Nevill had been hoping this second application for parole would be accepted. Wearing an orange prison jumpsuit, he told the two-member parole board:  “What happened that night I put right on my shoulders.”

On Nov. 20, 2010, Nevill brutally beat Stern outside the Bayfield Mall. Nevill had been called to the mall after one of Stern's friends broke a Christmas ornament. When Stern refused to tell Nevill his friend’s name, he was attacked.

Timeline:

Nevill was convicted of assault, fabricating evidence, and obstructing justice. He was sentenced to one year in prison.

While he told the parole board today that he lost his temper and could have done things differently, it wasn't enough. His parole was denied for the second time.

In the decision, the parole board said it still has a number of concerns. Nevill maintains he was performing his job as he was trained to do and disagrees with the judge. He says he was being made an example of. The board remains concerned Nevill doesn’t know what caused him to lose control and assault an unarmed person.

Stern has some of the same concerns as well.

“I'm scared for my safety when he is released. To think that through all of this he still doesn't feel he did anything wrong is frightening,” he says.

Stern has launched a $3-million civil suit against Nevill, the mall's security company Paragon Security, the two security guards involved, as well as the Barrie Police Services Board, which oversees the Barrie Police Service.

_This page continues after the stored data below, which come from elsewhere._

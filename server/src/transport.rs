//! Datagram endpoint used by the server loops.

use std::future::Future;
use std::io;
use std::net::SocketAddr;
use tokio::net::UdpSocket;

/// A bound datagram socket: one receive queue, sends to arbitrary peers.
///
/// Implemented for [`UdpSocket`]; the loops are generic over it so tests can
/// substitute an in-memory endpoint.
pub trait Transport: Send + Sync + 'static {
    fn recv_from<'a>(
        &'a self,
        buf: &'a mut [u8],
    ) -> impl Future<Output = io::Result<(usize, SocketAddr)>> + Send + 'a;

    fn send_to<'a>(
        &'a self,
        buf: &'a [u8],
        target: SocketAddr,
    ) -> impl Future<Output = io::Result<usize>> + Send + 'a;

    fn local_addr(&self) -> io::Result<SocketAddr>;
}

impl Transport for UdpSocket {
    fn recv_from<'a>(
        &'a self,
        buf: &'a mut [u8],
    ) -> impl Future<Output = io::Result<(usize, SocketAddr)>> + Send + 'a {
        UdpSocket::recv_from(self, buf)
    }

    fn send_to<'a>(
        &'a self,
        buf: &'a [u8],
        target: SocketAddr,
    ) -> impl Future<Output = io::Result<usize>> + Send + 'a {
        UdpSocket::send_to(self, buf, target)
    }

    fn local_addr(&self) -> io::Result<SocketAddr> {
        UdpSocket::local_addr(self)
    }
}

/// Errors a UDP socket reports on behalf of a single peer.
///
/// Some platforms surface an ICMP "port unreachable" from an earlier send as
/// a receive error; that says nothing about the health of our socket.
pub fn is_peer_error(err: &io::Error) -> bool {
    matches!(
        err.kind(),
        io::ErrorKind::ConnectionReset | io::ErrorKind::ConnectionRefused
    )
}
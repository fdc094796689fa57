//! Operator console read from standard input.
//!
//! Runs on a dedicated OS thread: stdin reads block, and the only effect the
//! console has on the server is raising the stop flag or reading the
//! registry.

use crate::registry::PlayerRegistry;
use crate::shutdown::StopFlag;
use log::{info, warn};
use std::io::{self, BufRead};
use std::sync::Arc;
use std::thread::{self, JoinHandle};
use tokio::sync::RwLock;

#[derive(Debug, Clone, Copy, PartialEq, Eq)]
pub enum ConsoleCommand {
    Stop,
    Players,
    Help,
}

impl ConsoleCommand {
    pub fn parse(line: &str) -> Option<Self> {
        match line.trim().to_ascii_lowercase().as_str() {
            "stop" | "quit" | "exit" => Some(ConsoleCommand::Stop),
            "players" | "list" => Some(ConsoleCommand::Players),
            "help" | "?" => Some(ConsoleCommand::Help),
            _ => None,
        }
    }
}

/// Handles console lines until `stop` is entered or input ends.
///
/// Must not be called from inside the async runtime; it takes blocking
/// read locks on the registry.
pub fn run_console<R: BufRead>(input: R, stop: &StopFlag, registry: &RwLock<PlayerRegistry>) {
    for line in input.lines() {
        let line = match line {
            Ok(line) => line,
            Err(e) => {
                warn!("Console input failed: {}", e);
                break;
            }
        };
        if line.trim().is_empty() {
            continue;
        }

        match ConsoleCommand::parse(&line) {
            Some(ConsoleCommand::Stop) => {
                stop.raise();
                break;
            }
            Some(ConsoleCommand::Players) => {
                let players = registry.blocking_read().snapshot_all();
                info!("{} registered players", players.len());
                for player in players {
                    info!(
                        "  {} {:?} {} {:?} {:?}",
                        player.id, player.name, player.addr, player.movement, player.direction
                    );
                }
            }
            Some(ConsoleCommand::Help) => {
                info!("Commands: stop | players | help");
            }
            None => warn!("Unknown console command: {}", line.trim()),
        }

        if stop.is_raised() {
            break;
        }
    }
}

/// Starts the console on its own thread, reading from stdin.
pub fn spawn_console(
    stop: Arc<StopFlag>,
    registry: Arc<RwLock<PlayerRegistry>>,
) -> io::Result<JoinHandle<()>> {
    thread::Builder::new()
        .name("console".to_string())
        .spawn(move || {
            let stdin = io::stdin();
            run_console(stdin.lock(), &stop, &registry);
        })
}
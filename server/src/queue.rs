//! Timestamp-ordered buffer between the ingestion and dispatch loops
//!
//! The queue is the only coupling between the two loops. Ingestion pushes
//! decoded updates as they arrive; dispatch sleeps until something is
//! queued, then pops updates in ascending origin timestamp. Updates with
//! equal timestamps come out in the order they were pushed.
//!
//! Ordering only holds among updates that are queued at the same time. An
//! update that arrives after a newer one has already been popped is still
//! dispatched, just late: nothing is reordered retroactively.

use crate::shutdown::StopFlag;
use shared::Update;
use std::cmp::Ordering;
use std::collections::BinaryHeap;
use std::sync::{Mutex, MutexGuard, PoisonError};
use tokio::sync::Notify;

/// Queued update tagged with its arrival order for FIFO tie-breaking
#[derive(Debug)]
struct Pending {
    update: Update,
    arrival: u64,
}

impl Pending {
    fn key(&self) -> (u32, u64) {
        (self.update.timestamp, self.arrival)
    }
}

impl PartialEq for Pending {
    fn eq(&self, other: &Self) -> bool {
        self.key() == other.key()
    }
}

impl Eq for Pending {}

impl PartialOrd for Pending {
    fn partial_cmp(&self, other: &Self) -> Option<Ordering> {
        Some(self.cmp(other))
    }
}

impl Ord for Pending {
    fn cmp(&self, other: &Self) -> Ordering {
        // Reversed so the max-heap yields the oldest update first
        other.key().cmp(&self.key())
    }
}

#[derive(Debug, Default)]
struct Inner {
    heap: BinaryHeap<Pending>,
    next_arrival: u64,
}

/// Min-heap of updates keyed by origin timestamp, with a wake-up signal
#[derive(Debug, Default)]
pub struct DeliveryQueue {
    inner: Mutex<Inner>,
    notify: Notify,
}

impl DeliveryQueue {
    /// Creates an empty queue.
    pub fn new() -> Self {
        Self::default()
    }

    fn lock(&self) -> MutexGuard<'_, Inner> {
        self.inner.lock().unwrap_or_else(PoisonError::into_inner)
    }

    /// Queues an update and wakes a dispatcher waiting in [`Self::wait_for_updates`].
    pub fn push(&self, update: Update) {
        {
            let mut inner = self.lock();
            let arrival = inner.next_arrival;
            inner.next_arrival += 1;
            inner.heap.push(Pending { update, arrival });
        }
        self.notify.notify_one();
    }

    /// Removes the update with the smallest timestamp, if any.
    pub fn pop_min(&self) -> Option<Update> {
        self.lock().heap.pop().map(|pending| pending.update)
    }

    /// Returns true if no update is waiting for dispatch.
    pub fn is_empty(&self) -> bool {
        self.lock().heap.is_empty()
    }

    /// Number of updates waiting for dispatch.
    pub fn len(&self) -> usize {
        self.lock().heap.len()
    }

    /// Waits until the queue holds at least one update.
    ///
    /// Returns `true` when updates are available and `false` once `stop` has
    /// been raised. A raised flag wins over a non-empty queue.
    pub async fn wait_for_updates(&self, stop: &StopFlag) -> bool {
        loop {
            let notified = self.notify.notified();
            tokio::pin!(notified);
            notified.as_mut().enable();

            if stop.is_raised() {
                return false;
            }
            if !self.is_empty() {
                return true;
            }

            tokio::select! {
                _ = &mut notified => {}
                _ = stop.wait() => return false,
            }
        }
    }
}
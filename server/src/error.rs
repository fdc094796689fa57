use shared::DecodeError;
use std::io;
use std::net::SocketAddr;
use thiserror::Error;

/// Failures surfaced by the ingestion and dispatch paths.
///
/// None of these are retried: a malformed datagram is dropped, a failed send
/// skips one recipient, and a transport fault ends the loop that hit it.
#[derive(Debug, Error)]
pub enum ServerError {
    #[error("malformed message: {0}")]
    Malformed(#[from] DecodeError),

    #[error("send to player {player_id} at {addr} failed: {source}")]
    Send {
        player_id: u8,
        addr: SocketAddr,
        #[source]
        source: io::Error,
    },

    #[error("transport fault: {0}")]
    Transport(#[from] io::Error),

    #[error("server task failed: {0}")]
    Task(#[from] tokio::task::JoinError),
}

impl ServerError {
    pub fn is_malformed(&self) -> bool {
        matches!(self, ServerError::Malformed(_))
    }
}
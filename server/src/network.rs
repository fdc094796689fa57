//! Server network layer: datagram ingestion and timestamp-ordered fan-out

use crate::client_log::ClientLog;
use crate::config::ServerConfig;
use crate::error::ServerError;
use crate::queue::DeliveryQueue;
use crate::registry::{Player, PlayerRegistry};
use crate::shutdown::StopFlag;
use crate::transport::{is_peer_error, Transport};
use log::{debug, error, info, warn};
use shared::{decode, encode, Update, MAX_DATAGRAM_SIZE};
use std::io;
use std::net::SocketAddr;
use std::sync::atomic::{AtomicBool, Ordering};
use std::sync::Arc;
use std::time::{Duration, Instant};
use tokio::net::UdpSocket;
use tokio::sync::RwLock;
use tokio::time::{interval, sleep, MissedTickBehavior};

/// What the dispatch loop is currently doing
#[derive(Debug, Clone, Copy, PartialEq, Eq)]
pub enum DispatchState {
    /// Queue observed empty, blocked until the next push
    Waiting,
    /// Popping and broadcasting queued updates
    Draining,
}

/// Outcome of fanning one update out to its recipients
#[derive(Debug, Clone, Default, PartialEq, Eq)]
pub struct BroadcastReport {
    pub delivered: Vec<u8>,
    pub failed: Vec<u8>,
}

impl BroadcastReport {
    pub fn sends(&self) -> usize {
        self.delivered.len() + self.failed.len()
    }

    pub fn is_success(&self) -> bool {
        self.failed.is_empty()
    }
}

/// State shared by the ingestion, dispatch and eviction tasks
pub struct ServerContext<T> {
    pub transport: Arc<T>,
    pub registry: Arc<RwLock<PlayerRegistry>>,
    pub queue: Arc<DeliveryQueue>,
    pub stop: Arc<StopFlag>,
    pub client_log: Arc<ClientLog>,
    draining: Arc<AtomicBool>,
}

impl<T> Clone for ServerContext<T> {
    fn clone(&self) -> Self {
        Self {
            transport: Arc::clone(&self.transport),
            registry: Arc::clone(&self.registry),
            queue: Arc::clone(&self.queue),
            stop: Arc::clone(&self.stop),
            client_log: Arc::clone(&self.client_log),
            draining: Arc::clone(&self.draining),
        }
    }
}

impl<T: Transport> ServerContext<T> {
    pub fn new(transport: T, registry: PlayerRegistry, client_log: ClientLog) -> Self {
        Self {
            transport: Arc::new(transport),
            registry: Arc::new(RwLock::new(registry)),
            queue: Arc::new(DeliveryQueue::new()),
            stop: Arc::new(StopFlag::new()),
            client_log: Arc::new(client_log),
            draining: Arc::new(AtomicBool::new(false)),
        }
    }

    pub fn dispatch_state(&self) -> DispatchState {
        if self.draining.load(Ordering::SeqCst) {
            DispatchState::Draining
        } else {
            DispatchState::Waiting
        }
    }

    fn set_dispatch_state(&self, state: DispatchState) {
        self.draining
            .store(state == DispatchState::Draining, Ordering::SeqCst);
    }

    /// Decodes one datagram and hands it to the dispatch loop
    ///
    /// Registrations are recorded in the registry and the client log first.
    /// A malformed datagram is rejected before anything is touched.
    pub async fn ingest(&self, bytes: &[u8], addr: SocketAddr) -> Result<Update, ServerError> {
        debug!("RECV {}: {}", addr, String::from_utf8_lossy(bytes));
        let update = decode(bytes)?;

        if update.is_registration() {
            {
                let mut registry = self.registry.write().await;
                registry.upsert(&update, addr);
            }
            self.client_log.record(&update.display_name, addr).await;
        } else {
            let known = {
                let mut registry = self.registry.write().await;
                registry.observe(&update)
            };
            if !known {
                debug!("Update from unregistered player {}", update.player_id);
            }
        }

        self.queue.push(update.clone());
        Ok(update)
    }

    /// Sends an update to every registered player except its sender
    ///
    /// Recipients come from a registry snapshot, so no lock is held while
    /// sending. A failed send is logged and the fan-out carries on.
    pub async fn broadcast(&self, update: &Update) -> BroadcastReport {
        let payload = encode(update);
        let recipients: Vec<Player> = {
            let registry = self.registry.read().await;
            registry.snapshot_all()
        };

        let mut report = BroadcastReport::default();
        for player in recipients.iter().filter(|p| p.id != update.player_id) {
            match self.transport.send_to(&payload, player.addr).await {
                Ok(_) => report.delivered.push(player.id),
                Err(source) => {
                    let err = ServerError::Send {
                        player_id: player.id,
                        addr: player.addr,
                        source,
                    };
                    error!("{}", err);
                    report.failed.push(player.id);
                }
            }
        }

        if report.sends() > 0 {
            let mut registry = self.registry.write().await;
            for id in &report.delivered {
                registry.record_send_success(*id);
            }
            for id in &report.failed {
                registry.record_send_failure(*id);
            }
        }

        if report.is_success() {
            debug!(
                "SEND {} to {} players",
                String::from_utf8_lossy(&payload),
                report.delivered.len()
            );
        }
        report
    }

    /// Broadcasts queued updates in timestamp order until the queue is empty
    ///
    /// Returns the number of updates dispatched. Stops early if the stop
    /// flag is raised.
    pub async fn drain(&self) -> usize {
        self.set_dispatch_state(DispatchState::Draining);

        let mut dispatched = 0;
        while !self.stop.is_raised() {
            let Some(update) = self.queue.pop_min() else {
                break;
            };
            self.broadcast(&update).await;
            dispatched += 1;
        }

        self.set_dispatch_state(DispatchState::Waiting);
        dispatched
    }
}

/// Receives datagrams until the stop flag is raised
///
/// Malformed datagrams are dropped. A receive error other than a
/// peer-reported one ends the loop and is returned.
pub async fn run_ingestion<T: Transport>(ctx: ServerContext<T>) -> Result<(), ServerError> {
    let mut buffer = [0u8; MAX_DATAGRAM_SIZE];

    while !ctx.stop.is_raised() {
        let received = tokio::select! {
            result = ctx.transport.recv_from(&mut buffer) => result,
            _ = ctx.stop.wait() => break,
        };

        let (len, addr) = match received {
            Ok(received) => received,
            Err(e) if is_peer_error(&e) => {
                debug!("Ignoring peer error on receive: {}", e);
                continue;
            }
            Err(e) => {
                error!("Error receiving datagram: {}", e);
                return Err(ServerError::Transport(e));
            }
        };

        if let Err(e) = ctx.ingest(&buffer[..len], addr).await {
            warn!("Discarding datagram from {}: {}", addr, e);
        }
    }

    info!("Ingestion loop stopped");
    Ok(())
}

/// Drains the delivery queue each time it becomes non-empty
///
/// With a non-zero `reorder_window` the loop waits that long after waking,
/// so updates from the same burst are ordered within one drain pass.
pub async fn run_dispatch<T: Transport>(ctx: ServerContext<T>, reorder_window: Duration) {
    while ctx.queue.wait_for_updates(&ctx.stop).await {
        if !reorder_window.is_zero() {
            tokio::select! {
                _ = sleep(reorder_window) => {}
                _ = ctx.stop.wait() => break,
            }
        }

        let dispatched = ctx.drain().await;
        debug!("Drain pass dispatched {} updates", dispatched);
    }

    info!("Dispatch loop stopped");
}

/// Periodically removes players rejected by the registry's eviction policy
pub async fn run_eviction<T: Transport>(ctx: ServerContext<T>, period: Duration) {
    let mut ticker = interval(period);
    ticker.set_missed_tick_behavior(MissedTickBehavior::Skip);

    loop {
        tokio::select! {
            _ = ticker.tick() => {}
            _ = ctx.stop.wait() => break,
        }

        let evicted = {
            let mut registry = ctx.registry.write().await;
            registry.evict(Instant::now())
        };
        for player in evicted {
            info!(
                "Evicted player {} ({:?}) at {}",
                player.id, player.name, player.addr
            );
        }
    }
}

/// Synchronization server owning the transport and the shared state
pub struct Server<T: Transport = UdpSocket> {
    ctx: ServerContext<T>,
    config: ServerConfig,
}

impl Server<UdpSocket> {
    /// Binds the UDP socket and prepares the client log
    ///
    /// Failing to bind is fatal and returned to the caller. A client log
    /// that cannot be created only disables bookkeeping.
    pub async fn bind(config: ServerConfig) -> Result<Self, ServerError> {
        let socket = UdpSocket::bind(config.bind_addr()).await?;
        info!("Server listening on {}", socket.local_addr()?);

        let client_log = ClientLog::open_or_disabled(config.client_log.as_deref()).await;
        let registry = PlayerRegistry::with_policy(config.eviction.policy());

        Ok(Self::with_context(
            ServerContext::new(socket, registry, client_log),
            config,
        ))
    }
}

impl<T: Transport> Server<T> {
    pub fn with_context(ctx: ServerContext<T>, config: ServerConfig) -> Self {
        Self { ctx, config }
    }

    pub fn context(&self) -> ServerContext<T> {
        self.ctx.clone()
    }

    pub fn stop_flag(&self) -> Arc<StopFlag> {
        Arc::clone(&self.ctx.stop)
    }

    pub fn local_addr(&self) -> io::Result<SocketAddr> {
        self.ctx.transport.local_addr()
    }

    /// Runs ingestion, dispatch and eviction until the stop flag is raised
    ///
    /// If ingestion ends on its own (a transport fault) the flag is raised
    /// so the other tasks exit too, and the fault is returned.
    pub async fn run(self) -> Result<(), ServerError> {
        let ingestion = tokio::spawn(run_ingestion(self.ctx.clone()));
        let dispatch = tokio::spawn(run_dispatch(
            self.ctx.clone(),
            self.config.reorder_window,
        ));
        let eviction = tokio::spawn(run_eviction(
            self.ctx.clone(),
            self.config.eviction_interval,
        ));

        info!("Server started successfully");

        let result = ingestion.await;
        self.ctx.stop.raise();

        dispatch.await?;
        eviction.await?;

        info!("Server shutting down");
        result?
    }
}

“One of the thrusts or aims that we have is to bring the Barrie Police Services Board to account for Officer Nevill and, in light of the history that's emerged, to justify why he was on the road,” says Stern’s lawyer Bernie Keating.

The history he's referring to includes roughly 20 complaints made against Nevill during his time as a police officer as well as a previous assault charge on which Nevill was acquitted and internal and external investigations into his actions. He's trying to get the Barrie police and the province's Special Investigations Unit to release undisclosed documents about Nevill's work history.

“The police services board definitely should have known that officer Nevill was a threat to the community, those are the allegations,” Keating says.

None of these allegations has been proven in court.

Keating is trying to get documents from the police services board and the SIU that may disclose some of Nevill's work history.

Based on good behaviours, it's expected that Nevill will be released from prison mid-June after serving two-thirds of his sentence. He will then be on probation for one year.